__What to work on__
Search the entries for the word "insertion". Copy each line in which it is found.

__Information__
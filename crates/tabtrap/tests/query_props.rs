//! Property tests for the focusable-element query.

use proptest::prelude::*;
use tabtrap::dom::{Document, Element, ElementId, Visibility};
use tabtrap::{focus_first_element, focusable_elements, is_tabbable};

#[derive(Debug, Clone)]
enum Kind {
    Button,
    Input,
    Link,
    PlainAnchor,
    Div,
    Span,
}

#[derive(Debug, Clone)]
struct Spec {
    kind: Kind,
    hidden: bool,
    disabled: bool,
    unrendered: bool,
    visibility: Visibility,
    tab_index: Option<i8>,
    nest_under_previous: bool,
}

fn kind_strategy() -> impl Strategy<Value = Kind> {
    prop_oneof![
        Just(Kind::Button),
        Just(Kind::Input),
        Just(Kind::Link),
        Just(Kind::PlainAnchor),
        Just(Kind::Div),
        Just(Kind::Span),
    ]
}

fn visibility_strategy() -> impl Strategy<Value = Visibility> {
    prop_oneof![
        5 => Just(Visibility::Inherit),
        1 => Just(Visibility::Visible),
        1 => Just(Visibility::Hidden),
    ]
}

fn spec_strategy() -> impl Strategy<Value = Spec> {
    (
        kind_strategy(),
        prop::bool::weighted(0.15),
        prop::bool::weighted(0.15),
        prop::bool::weighted(0.1),
        visibility_strategy(),
        prop::option::of(-2i8..4),
        any::<bool>(),
    )
        .prop_map(
            |(kind, hidden, disabled, unrendered, visibility, tab_index, nest_under_previous)| {
                Spec {
                    kind,
                    hidden,
                    disabled,
                    unrendered,
                    visibility,
                    tab_index,
                    nest_under_previous,
                }
            },
        )
}

/// Build a document where insertion order equals document order: each
/// element attaches either to the container or to the previously inserted
/// element.
fn build(specs: &[Spec]) -> (Document, ElementId, Vec<ElementId>) {
    let mut doc = Document::new();
    let container = doc.append(doc.root(), Element::new("div"));
    let mut ids = Vec::with_capacity(specs.len());
    let mut previous = container;

    for spec in specs {
        let mut element = match spec.kind {
            Kind::Button => Element::new("button"),
            Kind::Input => Element::new("input"),
            Kind::Link => Element::new("a").attr("href", "#"),
            Kind::PlainAnchor => Element::new("a"),
            Kind::Div => Element::new("div"),
            Kind::Span => Element::new("span"),
        };
        element = element
            .hidden(spec.hidden)
            .disabled(spec.disabled)
            .visibility(spec.visibility);
        if spec.unrendered {
            element = element.unrendered();
        }
        if let Some(index) = spec.tab_index {
            element = element.tab_index(i32::from(index));
        }

        let parent = if spec.nest_under_previous {
            previous
        } else {
            container
        };
        let id = doc.append(parent, element);
        ids.push(id);
        previous = id;
    }

    (doc, container, ids)
}

proptest! {
    #[test]
    fn query_returns_tabbable_descendants_in_document_order(
        specs in prop::collection::vec(spec_strategy(), 0..24),
    ) {
        let (doc, container, ids) = build(&specs);
        let result = focusable_elements(&doc, container);

        // Every result is a tabbable descendant.
        for &id in &result {
            prop_assert!(doc.contains(container, id));
            prop_assert_ne!(id, container);
            prop_assert!(is_tabbable(&doc, id));
        }

        // Order matches document order (insertion order by construction).
        let positions: Vec<_> = result
            .iter()
            .map(|id| ids.iter().position(|candidate| candidate == id).unwrap())
            .collect();
        prop_assert!(positions.windows(2).all(|pair| pair[0] < pair[1]));

        // Nothing tabbable was missed.
        for &id in &ids {
            if is_tabbable(&doc, id) {
                prop_assert!(result.contains(&id));
            }
        }
    }

    #[test]
    fn first_element_focus_agrees_with_query(
        specs in prop::collection::vec(spec_strategy(), 0..24),
    ) {
        let (mut doc, container, _) = build(&specs);
        let expected = focusable_elements(&doc, container).first().copied();
        let focused = focus_first_element(&mut doc, container, false);

        match expected {
            Some(first) => {
                prop_assert!(focused);
                prop_assert_eq!(doc.active_element(), Some(first));
            }
            None => {
                prop_assert!(!focused);
                prop_assert_eq!(doc.active_element(), Some(doc.root()));
            }
        }
    }

    #[test]
    fn query_never_panics_on_arbitrary_trees(
        specs in prop::collection::vec(spec_strategy(), 0..64),
    ) {
        let (doc, container, _) = build(&specs);
        let _ = focusable_elements(&doc, container);
    }
}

__Task answer__
/// Build a document where insertion order equals document order: each
        // Order matches document order (insertion order by construction).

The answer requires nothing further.